Of particular concern is the proposal to remove the requirement for Tribunal or taxpayer approval before a third party notice is issued. This requirement was included in Schedule 36 for a reason – to protect the privacy of taxpayers and prevent undue burdens being imposed on third parties. 

The alternative option of introducing a separate, specific Financial Institution Notice for banking information would be preferable on the understanding that this would be a more targeted response, balancing HMRC’s concerns over the existing process with a restricted application to a defined group of third parties and a specific class of information. However, the ATT notes that the definition of ‘financial institution’ for these purposes would have to be carefully considered, as the definition currently applying under CRS and FATCA is very wide.

Regarding the other proposals in the consultation, the ATT notes that HMRC have not set out in any detail the reasons why it might be desirable to apply daily penalties more widely to Schedule 36, and that there is insufficient evidence to justify extending such potentially severe penalties (up to £1,000 a day) at this time.

The ATT response can be found on the ATT website

The LITRG response

LITRG has echoed the above concerns over the proposal to abolish the requirement for HMRC to obtain Tribunal approval for third party information notices and has rejected the government’s case to do so. It states that the existing safeguards are just as valid today as when they were originally introduced, regardless of HMRC’s claim that they are currently unable to process third party notices efficiently. 

LITRG notes that the replacement of an independent judge with an ‘authorised officer’ of HMRC means that HMRC become both judge and jury in a matter of their own interest, with unrepresented taxpayers in particular lacking the means to challenge where the information request has been issued unlawfully.
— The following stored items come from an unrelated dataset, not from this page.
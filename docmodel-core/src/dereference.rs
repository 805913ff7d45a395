//! Batched reference resolution.
//!
//! Dereferencing proceeds level by level. The documents handed in form level
//! 0; the references they hold directly are resolved at level 1, references
//! held by those targets at level 2, and so on up to `max_depth`. Each level
//! runs in three phases:
//!
//! 1. **collect** every unresolved handle at the level, grouped by target
//!    schema, with identifiers deduplicated across documents and fields;
//! 2. **fetch** each target collection with a single `$in` query on the
//!    primary key, all collections concurrently. Schemas sharing a collection
//!    share the query;
//! 3. **bind** every handle to a copy of its fetched document, or mark it
//!    dangling when nothing was found.
//!
//! A level with nothing left to resolve is skipped while deeper levels are
//! still reachable through resolved documents, so a batch dereferenced once
//! can be taken deeper by a later call. Lazy references are never touched.
//! Nothing is cached beyond one call.

use std::{
    collections::{BTreeMap, HashMap},
    future::Future,
    pin::pin,
};

use bson::{Bson, Document};
use futures::{
    FutureExt, TryStreamExt,
    future::{self, BoxFuture, Either, Shared, try_join_all},
};
use tracing::debug;

use crate::{
    context::Context,
    document::Model,
    error::{OdmError, OdmResult},
    query::Q,
    value::{Fields, ReferenceHandle, Value},
};

/// Why a dereference was interrupted.
#[derive(Debug, Clone, Copy, PartialEq, Eq)]
pub enum Interrupt {
    Timeout,
    Cancelled,
}

#[derive(Debug, Clone, Copy, PartialEq, Eq)]
pub struct DereferenceOptions {
    pub max_depth: usize,
}

impl Default for DereferenceOptions {
    fn default() -> Self {
        Self { max_depth: 1 }
    }
}

/// What a dereference did.
#[derive(Debug, Clone, Copy, Default, PartialEq, Eq)]
pub struct DereferenceReport {
    /// Levels that had unresolved references.
    pub levels: usize,
    /// Find queries issued.
    pub queries: usize,
    /// Handles bound to a fetched document.
    pub resolved: usize,
    /// Handles marked dangling.
    pub dangling: usize,
}

/// Identifiers to fetch, per target schema, keyed by [`id_key`].
type Pending = BTreeMap<String, BTreeMap<String, Bson>>;
/// Pending identifiers of the schemas stored in one collection.
type CollectionTargets = Vec<(String, BTreeMap<String, Bson>)>;
/// Fetched documents, per target schema, keyed by [`id_key`].
type Fetched = HashMap<String, HashMap<String, Model>>;

/// Resolves references over batches of loaded documents.
#[derive(Debug, Clone, Copy)]
pub struct DereferenceEngine<'a> {
    ctx: &'a Context,
    max_depth: usize,
}

impl<'a> DereferenceEngine<'a> {
    pub fn new(ctx: &'a Context, max_depth: usize) -> Self {
        Self { ctx, max_depth }
    }

    pub fn with_options(ctx: &'a Context, options: DereferenceOptions) -> Self {
        Self::new(ctx, options.max_depth)
    }

    /// Resolves references in `documents` down to the configured depth.
    pub async fn dereference(&self, documents: &mut [Model]) -> OdmResult<DereferenceReport> {
        self.dereference_until(documents, future::pending()).await
    }

    /// Like [`dereference`](Self::dereference), but every fetch races against
    /// `signal`. When the signal fires first, levels bound so far stay bound
    /// and the call fails with [`OdmError::Timeout`] or
    /// [`OdmError::Cancelled`].
    pub async fn dereference_until<S>(&self, documents: &mut [Model], signal: S) -> OdmResult<DereferenceReport>
    where
        S: Future<Output = Interrupt> + Send + 'static,
    {
        let signal: Shared<BoxFuture<'static, Interrupt>> = signal.boxed().shared();
        let mut report = DereferenceReport::default();

        for level in 1..=self.max_depth {
            let mut pending = Pending::new();
            for document in documents.iter() {
                collect_fields(document.state().current(), 0, level, &mut pending);
            }

            if pending.is_empty() {
                if documents
                    .iter()
                    .any(|document| reaches_level(document.state().current(), 0, level))
                {
                    debug!(level, "Level already resolved, descending");
                    continue;
                }

                debug!(level, "No unresolved references, stopping");
                break;
            }

            let ids: usize = pending.values().map(BTreeMap::len).sum();
            let schemas = pending.len();

            let mut by_collection: BTreeMap<String, CollectionTargets> = BTreeMap::new();
            for (schema, schema_ids) in pending {
                let collection = self.ctx.schema(&schema)?.collection_name()?.to_owned();
                by_collection.entry(collection).or_default().push((schema, schema_ids));
            }
            debug!(level, schemas, collections = by_collection.len(), ids, "Collected references");

            let fetches = by_collection
                .into_iter()
                .map(|(collection, targets)| self.fetch(collection, targets));
            let fetch_all = pin!(try_join_all(fetches));
            let fetched = match future::select(fetch_all, signal.clone()).await {
                Either::Left((result, _)) => result?,
                Either::Right((interrupt, _)) => {
                    debug!(level, ?interrupt, "Dereference interrupted");
                    let message = format!("dereference interrupted at level {level}");
                    return Err(match interrupt {
                        Interrupt::Timeout => OdmError::Timeout(message),
                        Interrupt::Cancelled => OdmError::Cancelled(message),
                    });
                }
            };

            report.levels += 1;
            report.queries += fetched.len();

            let fetched: Fetched = fetched.into_iter().flatten().collect();
            let (resolved, dangling) = (report.resolved, report.dangling);

            for document in documents.iter_mut() {
                bind_fields(
                    document.state_mut().current_mut_untracked(),
                    0,
                    level,
                    &fetched,
                    &mut report,
                );
            }

            debug!(
                level,
                resolved = report.resolved - resolved,
                dangling = report.dangling - dangling,
                "Bound references"
            );
        }

        Ok(report)
    }

    /// One query for every schema stored in `collection`; the results are
    /// loaded once per schema that asked for them.
    async fn fetch(
        &self,
        collection: String,
        targets: CollectionTargets,
    ) -> OdmResult<Vec<(String, HashMap<String, Model>)>> {
        let all_ids: BTreeMap<&String, &Bson> = targets.iter().flat_map(|(_, ids)| ids.iter()).collect();
        let ids: Vec<Value> = all_ids.into_values().cloned().map(Value::Dynamic).collect();

        let Some((first, _)) = targets.first() else {
            return Ok(Vec::new());
        };
        let spec = self
            .ctx
            .objects(first)?
            .filter(Q::new("pk__in", Value::List(ids)))
            .compile()?;

        let stored: Vec<Document> = self
            .ctx
            .executor()
            .execute_find(&collection, spec)
            .await?
            .try_collect()
            .await?;

        let mut fetched = Vec::with_capacity(targets.len());
        for (schema, ids) in targets {
            let pk_key = match self.ctx.schema(&schema)?.primary_key() {
                Some(pk) => pk.wire_key().to_owned(),
                None => continue,
            };
            let mut by_id = HashMap::new();

            for document in &stored {
                let Some(key) = document.get(&pk_key).map(id_key).filter(|key| ids.contains_key(key)) else {
                    continue;
                };
                by_id.insert(key, Model::from_wire(self.ctx.registry(), &schema, document.clone())?);
            }

            fetched.push((schema, by_id));
        }

        Ok(fetched)
    }
}

/// Identity of an identifier across integer widths.
fn id_key(id: &Bson) -> String {
    match id {
        Bson::Int32(i) => i.to_string(),
        Bson::Int64(i) => i.to_string(),
        other => other.to_string(),
    }
}

fn collect_fields(fields: &Fields, holder_depth: usize, level: usize, pending: &mut Pending) {
    for value in fields.values() {
        collect_value(value, holder_depth, level, pending);
    }
}

fn collect_value(value: &Value, holder_depth: usize, level: usize, pending: &mut Pending) {
    match value {
        Value::Reference(ReferenceHandle::Unresolved { schema, id }) if holder_depth + 1 == level => {
            pending
                .entry(schema.clone())
                .or_default()
                .entry(id_key(id))
                .or_insert_with(|| id.clone());
        }
        Value::Reference(ReferenceHandle::Resolved(model)) if holder_depth + 1 < level => {
            collect_fields(model.state().current(), holder_depth + 1, level, pending);
        }
        Value::List(items) => {
            for item in items {
                collect_value(item, holder_depth, level, pending);
            }
        }
        Value::Map(entries) | Value::Embedded(entries) => collect_fields(entries, holder_depth, level, pending),
        _ => {}
    }
}

/// Returns `true` if a resolved document sits exactly at `level`, so that
/// the level below it can still hold references.
fn reaches_level(fields: &Fields, holder_depth: usize, level: usize) -> bool {
    fields.values().any(|value| reaches_value(value, holder_depth, level))
}

fn reaches_value(value: &Value, holder_depth: usize, level: usize) -> bool {
    match value {
        Value::Reference(ReferenceHandle::Resolved(model)) => {
            holder_depth + 1 == level
                || (holder_depth + 1 < level && reaches_level(model.state().current(), holder_depth + 1, level))
        }
        Value::List(items) => items.iter().any(|item| reaches_value(item, holder_depth, level)),
        Value::Map(entries) | Value::Embedded(entries) => reaches_level(entries, holder_depth, level),
        _ => false,
    }
}

fn bind_fields(fields: &mut Fields, holder_depth: usize, level: usize, fetched: &Fetched, report: &mut DereferenceReport) {
    for value in fields.values_mut() {
        bind_value(value, holder_depth, level, fetched, report);
    }
}

fn bind_value(value: &mut Value, holder_depth: usize, level: usize, fetched: &Fetched, report: &mut DereferenceReport) {
    match value {
        Value::Reference(handle) => {
            let replacement = match handle {
                ReferenceHandle::Unresolved { schema, id } if holder_depth + 1 == level => {
                    match fetched.get(schema.as_str()).and_then(|models| models.get(&id_key(id))) {
                        Some(model) => {
                            report.resolved += 1;
                            Some(ReferenceHandle::Resolved(Box::new(model.clone())))
                        }
                        None => {
                            report.dangling += 1;
                            Some(ReferenceHandle::Dangling {
                                schema: schema.clone(),
                                id: id.clone(),
                            })
                        }
                    }
                }
                ReferenceHandle::Resolved(model) if holder_depth + 1 < level => {
                    bind_fields(
                        model.state_mut().current_mut_untracked(),
                        holder_depth + 1,
                        level,
                        fetched,
                        report,
                    );
                    None
                }
                _ => None,
            };

            if let Some(replacement) = replacement {
                *handle = replacement;
            }
        }
        Value::List(items) => {
            for item in items {
                bind_value(item, holder_depth, level, fetched, report);
            }
        }
        Value::Map(entries) | Value::Embedded(entries) => bind_fields(entries, holder_depth, level, fetched, report),
        _ => {}
    }
}

#[cfg(test)]
mod tests {
    use super::*;
    use bson::oid::ObjectId;

    #[test]
    fn test_id_key_ignores_integer_width() {
        assert_eq!(id_key(&Bson::Int32(7)), id_key(&Bson::Int64(7)));

        let oid = ObjectId::new();
        assert_eq!(id_key(&Bson::ObjectId(oid)), id_key(&Bson::ObjectId(oid)));
    }

    #[test]
    fn test_collect_dedups_ids_and_respects_depth() {
        let oid = ObjectId::new();
        let mut fields = Fields::new();
        fields.insert(
            "author".into(),
            Value::Reference(ReferenceHandle::unresolved("User", oid)),
        );
        fields.insert(
            "editors".into(),
            Value::List(vec![
                Value::Reference(ReferenceHandle::unresolved("User", oid)),
                Value::Reference(ReferenceHandle::Lazy(crate::value::LazyReference::new("User", 5))),
            ]),
        );

        let mut pending = Pending::new();
        collect_fields(&fields, 0, 1, &mut pending);
        assert_eq!(pending.len(), 1);
        assert_eq!(pending["User"].len(), 1);

        let mut deeper = Pending::new();
        collect_fields(&fields, 0, 2, &mut deeper);
        assert!(deeper.is_empty());
    }
}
The government claims that current law means that HMRC is unable to respond to requests for information from overseas jurisdictions in a timely manner. In order to mitigate the effect of the proposals, LITRG has recommended that the government considers restricting any new powers to deal with these overseas cases only, rather than all third party information notices. It also suggests looking more closely at how the existing process might be streamlined, such as in respect of the requirement for HMRC to obtain representations from the third party before the Tribunal approval is sought.

LITRG has also stated that it feels expanding HMRC’s debt collection powers by using Schedule 36 is likely to have a negative impact on low-income taxpayers, bringing them in scope of a harsh penalty regime. It suggests instead that HMRC take a more collaborative approach rather than threatening those without the means to pay with penalties of up to £1,000-a-day.

The LITRG response can be found on the LITRG website.